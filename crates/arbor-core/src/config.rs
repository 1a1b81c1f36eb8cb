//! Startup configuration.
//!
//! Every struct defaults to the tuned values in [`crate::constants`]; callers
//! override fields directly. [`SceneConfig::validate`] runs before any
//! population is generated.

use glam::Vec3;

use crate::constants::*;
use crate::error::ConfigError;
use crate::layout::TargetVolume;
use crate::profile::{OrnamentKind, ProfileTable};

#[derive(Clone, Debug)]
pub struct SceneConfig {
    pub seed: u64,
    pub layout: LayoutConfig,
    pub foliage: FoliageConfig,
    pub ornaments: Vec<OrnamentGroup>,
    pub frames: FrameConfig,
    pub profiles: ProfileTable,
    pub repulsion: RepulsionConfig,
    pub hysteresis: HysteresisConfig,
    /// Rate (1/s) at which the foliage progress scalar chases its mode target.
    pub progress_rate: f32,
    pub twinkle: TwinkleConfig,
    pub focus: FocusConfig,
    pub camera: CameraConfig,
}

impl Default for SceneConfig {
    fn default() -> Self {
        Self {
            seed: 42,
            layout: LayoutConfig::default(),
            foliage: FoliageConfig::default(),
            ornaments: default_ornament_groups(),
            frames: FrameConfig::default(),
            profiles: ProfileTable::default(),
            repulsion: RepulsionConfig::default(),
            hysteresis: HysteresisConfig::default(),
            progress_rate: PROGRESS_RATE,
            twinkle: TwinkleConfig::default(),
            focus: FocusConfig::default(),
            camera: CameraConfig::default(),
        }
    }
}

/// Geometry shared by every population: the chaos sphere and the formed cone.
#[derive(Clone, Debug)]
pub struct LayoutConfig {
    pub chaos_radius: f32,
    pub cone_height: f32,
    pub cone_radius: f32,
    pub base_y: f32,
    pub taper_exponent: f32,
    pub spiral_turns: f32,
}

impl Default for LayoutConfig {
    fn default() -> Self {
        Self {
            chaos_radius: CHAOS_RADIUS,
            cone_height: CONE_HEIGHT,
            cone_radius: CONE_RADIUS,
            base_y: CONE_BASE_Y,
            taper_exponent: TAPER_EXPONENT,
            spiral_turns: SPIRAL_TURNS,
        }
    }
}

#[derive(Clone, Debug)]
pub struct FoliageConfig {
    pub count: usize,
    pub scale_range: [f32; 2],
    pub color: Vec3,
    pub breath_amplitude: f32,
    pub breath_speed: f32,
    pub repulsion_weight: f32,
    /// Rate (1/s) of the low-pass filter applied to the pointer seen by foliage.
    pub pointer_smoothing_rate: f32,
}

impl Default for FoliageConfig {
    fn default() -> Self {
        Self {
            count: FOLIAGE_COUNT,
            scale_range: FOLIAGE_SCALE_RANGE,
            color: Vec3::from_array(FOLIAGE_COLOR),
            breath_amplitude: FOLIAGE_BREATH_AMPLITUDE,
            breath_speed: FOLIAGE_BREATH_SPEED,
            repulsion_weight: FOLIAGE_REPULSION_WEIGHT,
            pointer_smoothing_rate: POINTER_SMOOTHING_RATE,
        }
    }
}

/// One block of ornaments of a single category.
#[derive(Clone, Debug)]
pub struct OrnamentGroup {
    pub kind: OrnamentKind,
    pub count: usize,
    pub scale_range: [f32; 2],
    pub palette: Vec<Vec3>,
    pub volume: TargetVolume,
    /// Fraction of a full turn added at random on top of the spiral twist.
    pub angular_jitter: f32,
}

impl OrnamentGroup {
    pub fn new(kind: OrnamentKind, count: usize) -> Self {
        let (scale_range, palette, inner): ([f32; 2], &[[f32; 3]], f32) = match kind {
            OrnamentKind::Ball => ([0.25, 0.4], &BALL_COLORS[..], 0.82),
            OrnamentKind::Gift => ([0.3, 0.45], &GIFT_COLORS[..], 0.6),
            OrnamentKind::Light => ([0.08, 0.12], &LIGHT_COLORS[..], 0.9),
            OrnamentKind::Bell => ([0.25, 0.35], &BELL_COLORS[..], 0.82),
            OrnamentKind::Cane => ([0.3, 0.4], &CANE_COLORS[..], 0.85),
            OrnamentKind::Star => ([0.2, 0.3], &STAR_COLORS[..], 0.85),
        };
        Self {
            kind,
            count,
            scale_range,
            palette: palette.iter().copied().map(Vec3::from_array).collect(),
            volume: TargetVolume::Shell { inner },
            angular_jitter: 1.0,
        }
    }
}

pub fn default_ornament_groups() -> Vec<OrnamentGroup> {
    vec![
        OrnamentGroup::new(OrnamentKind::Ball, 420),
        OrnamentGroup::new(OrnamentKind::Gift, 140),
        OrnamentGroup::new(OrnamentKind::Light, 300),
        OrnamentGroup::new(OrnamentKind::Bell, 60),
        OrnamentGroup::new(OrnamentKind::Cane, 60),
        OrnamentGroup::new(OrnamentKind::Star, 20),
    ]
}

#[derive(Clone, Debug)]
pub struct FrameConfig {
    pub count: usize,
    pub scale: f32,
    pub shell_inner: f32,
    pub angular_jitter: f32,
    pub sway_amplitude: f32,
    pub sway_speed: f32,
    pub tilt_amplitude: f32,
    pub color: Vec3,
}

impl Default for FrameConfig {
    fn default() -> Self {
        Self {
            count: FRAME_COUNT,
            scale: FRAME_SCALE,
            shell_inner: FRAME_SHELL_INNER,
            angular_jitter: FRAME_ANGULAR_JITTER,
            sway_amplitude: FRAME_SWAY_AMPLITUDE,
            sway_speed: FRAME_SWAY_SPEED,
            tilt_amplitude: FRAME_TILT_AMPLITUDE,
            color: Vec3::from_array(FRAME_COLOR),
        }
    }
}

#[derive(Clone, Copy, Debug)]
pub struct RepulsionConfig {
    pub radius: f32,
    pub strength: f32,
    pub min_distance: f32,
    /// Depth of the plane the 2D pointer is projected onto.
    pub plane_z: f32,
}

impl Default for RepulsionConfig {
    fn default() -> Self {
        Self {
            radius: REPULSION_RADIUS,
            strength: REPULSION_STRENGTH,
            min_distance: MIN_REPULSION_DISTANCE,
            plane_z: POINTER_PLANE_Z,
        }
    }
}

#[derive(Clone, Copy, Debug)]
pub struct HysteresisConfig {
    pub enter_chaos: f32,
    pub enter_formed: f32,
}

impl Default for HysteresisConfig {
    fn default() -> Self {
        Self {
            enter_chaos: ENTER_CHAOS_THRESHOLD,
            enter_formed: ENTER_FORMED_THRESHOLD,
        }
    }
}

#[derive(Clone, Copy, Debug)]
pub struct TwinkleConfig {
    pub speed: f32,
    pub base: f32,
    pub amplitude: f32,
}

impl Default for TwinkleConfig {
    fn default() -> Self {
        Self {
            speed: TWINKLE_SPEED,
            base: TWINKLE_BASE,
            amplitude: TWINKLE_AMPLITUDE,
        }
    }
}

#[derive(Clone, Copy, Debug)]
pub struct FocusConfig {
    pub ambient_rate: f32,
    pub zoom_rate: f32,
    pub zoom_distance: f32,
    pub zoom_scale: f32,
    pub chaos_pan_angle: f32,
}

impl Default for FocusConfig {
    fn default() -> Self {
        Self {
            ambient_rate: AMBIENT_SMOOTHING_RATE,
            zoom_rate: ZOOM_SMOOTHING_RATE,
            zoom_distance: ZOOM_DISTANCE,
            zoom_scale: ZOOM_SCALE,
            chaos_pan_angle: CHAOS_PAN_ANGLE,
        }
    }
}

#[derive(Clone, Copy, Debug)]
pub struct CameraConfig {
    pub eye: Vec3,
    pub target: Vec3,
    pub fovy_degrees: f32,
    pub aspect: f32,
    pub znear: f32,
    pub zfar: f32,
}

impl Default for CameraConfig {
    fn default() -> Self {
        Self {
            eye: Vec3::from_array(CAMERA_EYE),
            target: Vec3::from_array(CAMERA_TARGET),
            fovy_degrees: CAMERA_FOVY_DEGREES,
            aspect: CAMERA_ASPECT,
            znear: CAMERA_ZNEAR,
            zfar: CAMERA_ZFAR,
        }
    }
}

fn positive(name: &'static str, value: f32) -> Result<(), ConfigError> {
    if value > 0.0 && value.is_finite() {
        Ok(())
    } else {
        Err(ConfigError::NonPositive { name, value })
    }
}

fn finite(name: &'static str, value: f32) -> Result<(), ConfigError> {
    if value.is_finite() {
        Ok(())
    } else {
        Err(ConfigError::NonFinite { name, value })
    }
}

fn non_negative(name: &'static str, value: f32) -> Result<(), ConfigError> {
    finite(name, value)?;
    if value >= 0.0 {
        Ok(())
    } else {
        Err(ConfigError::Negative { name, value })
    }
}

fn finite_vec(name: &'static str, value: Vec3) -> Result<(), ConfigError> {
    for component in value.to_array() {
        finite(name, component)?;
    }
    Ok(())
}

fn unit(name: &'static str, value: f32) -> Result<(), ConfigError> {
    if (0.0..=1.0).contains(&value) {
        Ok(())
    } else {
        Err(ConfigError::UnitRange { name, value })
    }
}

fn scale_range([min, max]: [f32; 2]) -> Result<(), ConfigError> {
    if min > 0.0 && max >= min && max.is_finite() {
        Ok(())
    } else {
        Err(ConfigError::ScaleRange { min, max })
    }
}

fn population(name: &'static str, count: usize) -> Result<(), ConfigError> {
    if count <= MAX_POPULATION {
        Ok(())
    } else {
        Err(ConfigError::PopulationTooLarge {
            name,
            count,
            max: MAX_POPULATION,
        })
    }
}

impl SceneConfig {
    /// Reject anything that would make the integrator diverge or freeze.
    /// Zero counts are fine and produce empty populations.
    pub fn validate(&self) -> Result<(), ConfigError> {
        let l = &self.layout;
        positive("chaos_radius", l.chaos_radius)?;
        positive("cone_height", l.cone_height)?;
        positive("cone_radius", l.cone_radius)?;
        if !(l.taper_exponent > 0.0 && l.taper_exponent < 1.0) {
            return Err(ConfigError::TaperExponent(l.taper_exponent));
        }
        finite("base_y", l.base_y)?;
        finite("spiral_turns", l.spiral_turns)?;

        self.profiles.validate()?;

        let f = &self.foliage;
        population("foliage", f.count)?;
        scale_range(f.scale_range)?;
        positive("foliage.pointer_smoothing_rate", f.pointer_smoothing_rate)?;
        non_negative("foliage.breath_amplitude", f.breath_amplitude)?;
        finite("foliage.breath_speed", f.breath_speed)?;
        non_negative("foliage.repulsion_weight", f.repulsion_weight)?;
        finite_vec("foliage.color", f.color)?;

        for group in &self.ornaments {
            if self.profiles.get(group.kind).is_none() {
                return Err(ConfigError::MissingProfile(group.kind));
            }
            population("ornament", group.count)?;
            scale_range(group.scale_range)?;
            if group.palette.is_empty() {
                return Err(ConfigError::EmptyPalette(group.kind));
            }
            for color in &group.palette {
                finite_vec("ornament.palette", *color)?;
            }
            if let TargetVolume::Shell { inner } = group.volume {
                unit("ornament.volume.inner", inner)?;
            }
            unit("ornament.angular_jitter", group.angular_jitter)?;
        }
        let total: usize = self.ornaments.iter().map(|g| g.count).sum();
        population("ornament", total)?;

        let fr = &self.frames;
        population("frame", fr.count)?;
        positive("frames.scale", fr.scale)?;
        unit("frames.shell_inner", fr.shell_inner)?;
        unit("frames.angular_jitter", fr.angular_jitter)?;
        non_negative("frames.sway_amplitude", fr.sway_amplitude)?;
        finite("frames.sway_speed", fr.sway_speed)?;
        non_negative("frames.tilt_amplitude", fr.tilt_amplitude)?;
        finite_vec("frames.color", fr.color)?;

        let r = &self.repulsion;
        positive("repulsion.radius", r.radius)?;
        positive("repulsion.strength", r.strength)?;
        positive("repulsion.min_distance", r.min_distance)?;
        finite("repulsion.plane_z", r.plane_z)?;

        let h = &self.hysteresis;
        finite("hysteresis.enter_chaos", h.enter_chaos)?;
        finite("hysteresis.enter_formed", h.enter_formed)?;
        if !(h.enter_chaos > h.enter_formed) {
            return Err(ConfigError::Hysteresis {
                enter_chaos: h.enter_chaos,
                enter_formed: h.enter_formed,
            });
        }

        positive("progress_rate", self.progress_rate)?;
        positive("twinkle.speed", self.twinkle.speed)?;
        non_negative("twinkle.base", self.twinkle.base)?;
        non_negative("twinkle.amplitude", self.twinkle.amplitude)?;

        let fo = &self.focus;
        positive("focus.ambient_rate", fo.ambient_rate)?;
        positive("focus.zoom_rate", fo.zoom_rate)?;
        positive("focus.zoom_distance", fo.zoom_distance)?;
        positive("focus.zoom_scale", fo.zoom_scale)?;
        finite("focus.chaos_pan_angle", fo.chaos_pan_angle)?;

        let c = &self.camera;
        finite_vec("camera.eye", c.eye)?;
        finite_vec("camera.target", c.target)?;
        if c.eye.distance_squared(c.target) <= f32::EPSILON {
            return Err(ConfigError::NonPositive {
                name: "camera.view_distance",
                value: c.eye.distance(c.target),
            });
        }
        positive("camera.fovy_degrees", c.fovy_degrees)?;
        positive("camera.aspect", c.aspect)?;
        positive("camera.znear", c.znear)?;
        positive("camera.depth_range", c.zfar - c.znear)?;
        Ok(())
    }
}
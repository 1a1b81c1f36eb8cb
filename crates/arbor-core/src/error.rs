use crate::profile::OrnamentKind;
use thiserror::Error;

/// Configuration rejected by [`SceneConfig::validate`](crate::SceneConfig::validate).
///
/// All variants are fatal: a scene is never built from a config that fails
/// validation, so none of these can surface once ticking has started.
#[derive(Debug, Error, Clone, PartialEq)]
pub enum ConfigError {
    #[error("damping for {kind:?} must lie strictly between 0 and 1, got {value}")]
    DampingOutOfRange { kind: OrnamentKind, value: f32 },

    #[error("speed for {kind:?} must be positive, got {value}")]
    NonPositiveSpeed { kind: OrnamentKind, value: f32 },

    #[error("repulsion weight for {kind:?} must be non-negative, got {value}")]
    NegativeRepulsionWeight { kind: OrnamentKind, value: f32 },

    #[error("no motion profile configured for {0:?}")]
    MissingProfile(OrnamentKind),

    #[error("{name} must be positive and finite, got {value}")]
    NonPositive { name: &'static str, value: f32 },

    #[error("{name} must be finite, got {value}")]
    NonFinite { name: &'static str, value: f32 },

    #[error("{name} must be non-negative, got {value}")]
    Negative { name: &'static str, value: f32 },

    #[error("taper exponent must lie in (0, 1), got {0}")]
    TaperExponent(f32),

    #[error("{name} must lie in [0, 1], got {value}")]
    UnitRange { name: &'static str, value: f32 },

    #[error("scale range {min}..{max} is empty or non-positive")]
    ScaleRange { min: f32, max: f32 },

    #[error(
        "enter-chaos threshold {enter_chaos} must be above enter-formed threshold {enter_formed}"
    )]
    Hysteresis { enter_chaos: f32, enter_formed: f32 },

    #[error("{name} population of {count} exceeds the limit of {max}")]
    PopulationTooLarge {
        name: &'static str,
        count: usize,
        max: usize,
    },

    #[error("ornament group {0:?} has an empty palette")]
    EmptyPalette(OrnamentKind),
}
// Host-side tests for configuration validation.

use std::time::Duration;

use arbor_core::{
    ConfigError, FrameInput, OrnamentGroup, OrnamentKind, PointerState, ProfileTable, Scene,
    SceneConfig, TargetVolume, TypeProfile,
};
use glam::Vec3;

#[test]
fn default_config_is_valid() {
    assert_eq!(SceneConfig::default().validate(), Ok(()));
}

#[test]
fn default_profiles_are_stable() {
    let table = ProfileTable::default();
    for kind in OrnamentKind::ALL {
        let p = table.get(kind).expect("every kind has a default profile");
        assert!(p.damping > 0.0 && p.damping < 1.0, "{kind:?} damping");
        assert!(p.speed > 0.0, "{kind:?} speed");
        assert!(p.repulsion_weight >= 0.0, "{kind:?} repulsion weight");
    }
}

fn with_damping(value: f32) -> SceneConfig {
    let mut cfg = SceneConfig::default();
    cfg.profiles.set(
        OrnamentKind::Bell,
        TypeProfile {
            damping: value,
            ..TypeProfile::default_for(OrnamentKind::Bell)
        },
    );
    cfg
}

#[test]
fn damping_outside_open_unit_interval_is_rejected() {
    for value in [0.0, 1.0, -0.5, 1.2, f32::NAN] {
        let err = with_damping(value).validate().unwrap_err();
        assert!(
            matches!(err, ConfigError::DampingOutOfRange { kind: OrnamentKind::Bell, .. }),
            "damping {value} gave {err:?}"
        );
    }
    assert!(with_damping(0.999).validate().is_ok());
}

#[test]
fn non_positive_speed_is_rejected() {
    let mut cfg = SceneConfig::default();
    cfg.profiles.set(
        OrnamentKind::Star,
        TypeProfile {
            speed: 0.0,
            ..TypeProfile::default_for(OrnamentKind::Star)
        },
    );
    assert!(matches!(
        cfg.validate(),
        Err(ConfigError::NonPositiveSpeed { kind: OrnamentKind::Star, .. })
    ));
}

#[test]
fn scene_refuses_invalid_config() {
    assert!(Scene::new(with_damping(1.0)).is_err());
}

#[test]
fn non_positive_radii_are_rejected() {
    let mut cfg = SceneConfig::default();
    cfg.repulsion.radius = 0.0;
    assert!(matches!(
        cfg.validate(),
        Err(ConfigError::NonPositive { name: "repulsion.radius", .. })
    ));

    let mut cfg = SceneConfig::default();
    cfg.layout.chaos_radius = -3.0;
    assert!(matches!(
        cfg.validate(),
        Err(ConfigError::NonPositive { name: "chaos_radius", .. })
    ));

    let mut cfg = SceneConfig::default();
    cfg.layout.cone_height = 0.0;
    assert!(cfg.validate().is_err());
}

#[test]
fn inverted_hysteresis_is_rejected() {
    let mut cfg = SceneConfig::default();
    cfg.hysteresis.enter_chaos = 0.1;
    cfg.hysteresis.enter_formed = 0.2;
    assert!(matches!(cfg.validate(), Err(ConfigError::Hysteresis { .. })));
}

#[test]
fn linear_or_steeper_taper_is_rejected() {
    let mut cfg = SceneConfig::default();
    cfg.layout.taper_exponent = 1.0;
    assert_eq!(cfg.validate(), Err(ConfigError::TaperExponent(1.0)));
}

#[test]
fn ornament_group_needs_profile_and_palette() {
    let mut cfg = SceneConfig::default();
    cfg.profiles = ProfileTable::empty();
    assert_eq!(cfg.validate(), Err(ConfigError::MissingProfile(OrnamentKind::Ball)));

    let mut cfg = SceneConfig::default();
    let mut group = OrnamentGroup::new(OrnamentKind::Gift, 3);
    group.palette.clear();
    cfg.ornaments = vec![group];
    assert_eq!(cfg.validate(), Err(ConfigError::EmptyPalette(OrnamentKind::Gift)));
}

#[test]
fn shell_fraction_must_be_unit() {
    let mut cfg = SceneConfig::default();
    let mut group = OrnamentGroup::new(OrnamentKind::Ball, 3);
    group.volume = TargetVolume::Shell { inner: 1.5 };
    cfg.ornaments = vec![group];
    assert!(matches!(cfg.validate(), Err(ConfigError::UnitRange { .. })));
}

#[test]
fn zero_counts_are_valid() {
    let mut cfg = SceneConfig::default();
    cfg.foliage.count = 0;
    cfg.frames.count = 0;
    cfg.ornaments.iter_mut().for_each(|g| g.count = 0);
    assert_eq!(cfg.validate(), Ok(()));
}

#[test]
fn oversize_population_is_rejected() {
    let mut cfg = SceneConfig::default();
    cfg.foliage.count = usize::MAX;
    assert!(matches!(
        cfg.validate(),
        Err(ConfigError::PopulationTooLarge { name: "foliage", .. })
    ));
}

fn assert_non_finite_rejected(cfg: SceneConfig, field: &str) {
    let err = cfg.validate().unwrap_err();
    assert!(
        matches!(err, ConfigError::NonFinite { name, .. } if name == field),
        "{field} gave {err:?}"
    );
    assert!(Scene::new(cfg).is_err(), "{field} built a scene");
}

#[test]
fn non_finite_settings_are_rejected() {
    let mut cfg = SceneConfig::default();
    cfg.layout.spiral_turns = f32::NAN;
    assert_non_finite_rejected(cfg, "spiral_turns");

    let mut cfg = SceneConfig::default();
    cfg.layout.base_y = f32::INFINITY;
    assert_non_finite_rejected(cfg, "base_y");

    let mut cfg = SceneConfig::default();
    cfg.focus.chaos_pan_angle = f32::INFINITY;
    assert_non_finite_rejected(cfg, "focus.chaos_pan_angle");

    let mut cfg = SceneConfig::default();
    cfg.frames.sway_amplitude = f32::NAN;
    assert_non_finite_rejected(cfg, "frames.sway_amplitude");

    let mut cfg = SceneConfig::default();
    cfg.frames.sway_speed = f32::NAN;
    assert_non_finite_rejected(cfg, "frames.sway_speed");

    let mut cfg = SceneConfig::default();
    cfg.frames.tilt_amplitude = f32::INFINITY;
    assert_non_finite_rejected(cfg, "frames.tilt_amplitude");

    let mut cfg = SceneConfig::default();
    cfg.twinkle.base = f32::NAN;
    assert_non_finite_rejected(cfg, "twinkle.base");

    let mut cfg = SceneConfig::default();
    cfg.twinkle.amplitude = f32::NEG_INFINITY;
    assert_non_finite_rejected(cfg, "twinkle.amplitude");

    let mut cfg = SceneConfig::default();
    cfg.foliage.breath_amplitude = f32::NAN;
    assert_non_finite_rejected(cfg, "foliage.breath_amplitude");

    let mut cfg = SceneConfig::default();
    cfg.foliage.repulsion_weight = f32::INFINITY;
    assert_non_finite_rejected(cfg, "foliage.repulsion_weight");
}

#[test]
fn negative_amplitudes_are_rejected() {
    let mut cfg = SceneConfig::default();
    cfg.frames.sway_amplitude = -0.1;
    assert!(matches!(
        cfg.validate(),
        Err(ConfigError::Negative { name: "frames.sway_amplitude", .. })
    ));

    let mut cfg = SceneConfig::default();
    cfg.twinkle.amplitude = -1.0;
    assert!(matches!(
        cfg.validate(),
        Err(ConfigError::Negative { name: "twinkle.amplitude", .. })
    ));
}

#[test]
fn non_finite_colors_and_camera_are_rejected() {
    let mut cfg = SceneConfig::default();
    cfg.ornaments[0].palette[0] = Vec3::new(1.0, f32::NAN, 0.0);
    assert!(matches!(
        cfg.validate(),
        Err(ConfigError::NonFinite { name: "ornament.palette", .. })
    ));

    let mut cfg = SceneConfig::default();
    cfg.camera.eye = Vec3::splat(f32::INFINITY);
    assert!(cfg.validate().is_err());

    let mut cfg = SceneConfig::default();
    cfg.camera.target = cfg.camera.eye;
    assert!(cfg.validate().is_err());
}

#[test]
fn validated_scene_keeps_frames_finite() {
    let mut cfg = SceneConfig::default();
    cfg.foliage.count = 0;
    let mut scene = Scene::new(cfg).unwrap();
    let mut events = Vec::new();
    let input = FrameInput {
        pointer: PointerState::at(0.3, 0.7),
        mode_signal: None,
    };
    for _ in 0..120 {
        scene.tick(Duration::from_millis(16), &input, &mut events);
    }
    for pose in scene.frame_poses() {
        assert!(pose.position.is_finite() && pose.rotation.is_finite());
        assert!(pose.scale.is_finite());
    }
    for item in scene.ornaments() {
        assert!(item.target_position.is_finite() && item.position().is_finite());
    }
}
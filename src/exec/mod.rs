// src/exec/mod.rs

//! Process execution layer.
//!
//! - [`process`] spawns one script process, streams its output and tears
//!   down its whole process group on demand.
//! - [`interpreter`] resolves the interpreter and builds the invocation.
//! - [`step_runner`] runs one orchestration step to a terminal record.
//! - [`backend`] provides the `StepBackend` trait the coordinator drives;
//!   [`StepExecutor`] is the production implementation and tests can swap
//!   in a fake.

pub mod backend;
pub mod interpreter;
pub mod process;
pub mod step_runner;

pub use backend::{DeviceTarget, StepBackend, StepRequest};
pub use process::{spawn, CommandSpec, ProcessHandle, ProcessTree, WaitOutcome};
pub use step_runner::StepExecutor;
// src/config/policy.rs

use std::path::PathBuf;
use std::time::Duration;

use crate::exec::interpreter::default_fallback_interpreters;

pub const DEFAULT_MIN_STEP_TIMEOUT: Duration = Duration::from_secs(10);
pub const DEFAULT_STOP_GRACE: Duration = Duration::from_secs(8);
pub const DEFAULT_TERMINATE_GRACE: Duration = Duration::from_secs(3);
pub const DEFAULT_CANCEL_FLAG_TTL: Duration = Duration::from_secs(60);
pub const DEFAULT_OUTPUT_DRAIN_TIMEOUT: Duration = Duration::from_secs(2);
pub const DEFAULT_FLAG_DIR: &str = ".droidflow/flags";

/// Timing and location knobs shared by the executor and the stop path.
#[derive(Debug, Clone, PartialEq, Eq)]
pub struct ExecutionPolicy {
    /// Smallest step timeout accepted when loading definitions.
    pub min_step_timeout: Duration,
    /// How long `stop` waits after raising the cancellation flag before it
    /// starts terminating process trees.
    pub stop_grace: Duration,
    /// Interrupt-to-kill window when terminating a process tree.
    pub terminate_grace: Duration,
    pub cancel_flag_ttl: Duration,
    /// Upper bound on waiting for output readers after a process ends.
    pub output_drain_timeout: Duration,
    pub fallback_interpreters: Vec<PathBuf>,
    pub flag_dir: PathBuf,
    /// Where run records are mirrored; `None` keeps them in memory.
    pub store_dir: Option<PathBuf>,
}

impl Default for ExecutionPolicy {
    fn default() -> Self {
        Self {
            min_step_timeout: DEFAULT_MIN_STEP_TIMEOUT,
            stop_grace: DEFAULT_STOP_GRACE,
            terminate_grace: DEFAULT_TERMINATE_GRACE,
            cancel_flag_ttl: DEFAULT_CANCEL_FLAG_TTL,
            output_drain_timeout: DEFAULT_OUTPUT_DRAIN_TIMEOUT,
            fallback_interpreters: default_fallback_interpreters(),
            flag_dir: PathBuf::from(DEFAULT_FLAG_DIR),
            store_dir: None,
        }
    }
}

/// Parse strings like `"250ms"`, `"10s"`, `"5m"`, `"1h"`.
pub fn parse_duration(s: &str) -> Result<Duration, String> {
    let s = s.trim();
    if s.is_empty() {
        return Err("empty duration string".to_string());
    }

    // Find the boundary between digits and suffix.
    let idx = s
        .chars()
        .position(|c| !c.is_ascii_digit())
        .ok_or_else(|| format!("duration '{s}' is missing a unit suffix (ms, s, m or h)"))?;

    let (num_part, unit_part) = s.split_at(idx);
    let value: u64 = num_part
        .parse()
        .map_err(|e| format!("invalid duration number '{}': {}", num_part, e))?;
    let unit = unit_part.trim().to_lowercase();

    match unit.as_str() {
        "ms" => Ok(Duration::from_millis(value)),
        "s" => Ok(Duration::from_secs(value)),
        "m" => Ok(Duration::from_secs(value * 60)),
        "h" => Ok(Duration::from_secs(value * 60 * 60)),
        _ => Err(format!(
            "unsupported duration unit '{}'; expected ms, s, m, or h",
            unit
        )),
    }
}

• [What you should do]:
Would you please copy every line in the data that contains the word "ScaleRange"?

• [Solution to this exercise]:
        Err(ConfigError::ScaleRange { min, max })
    ScaleRange { min: f32, max: f32 },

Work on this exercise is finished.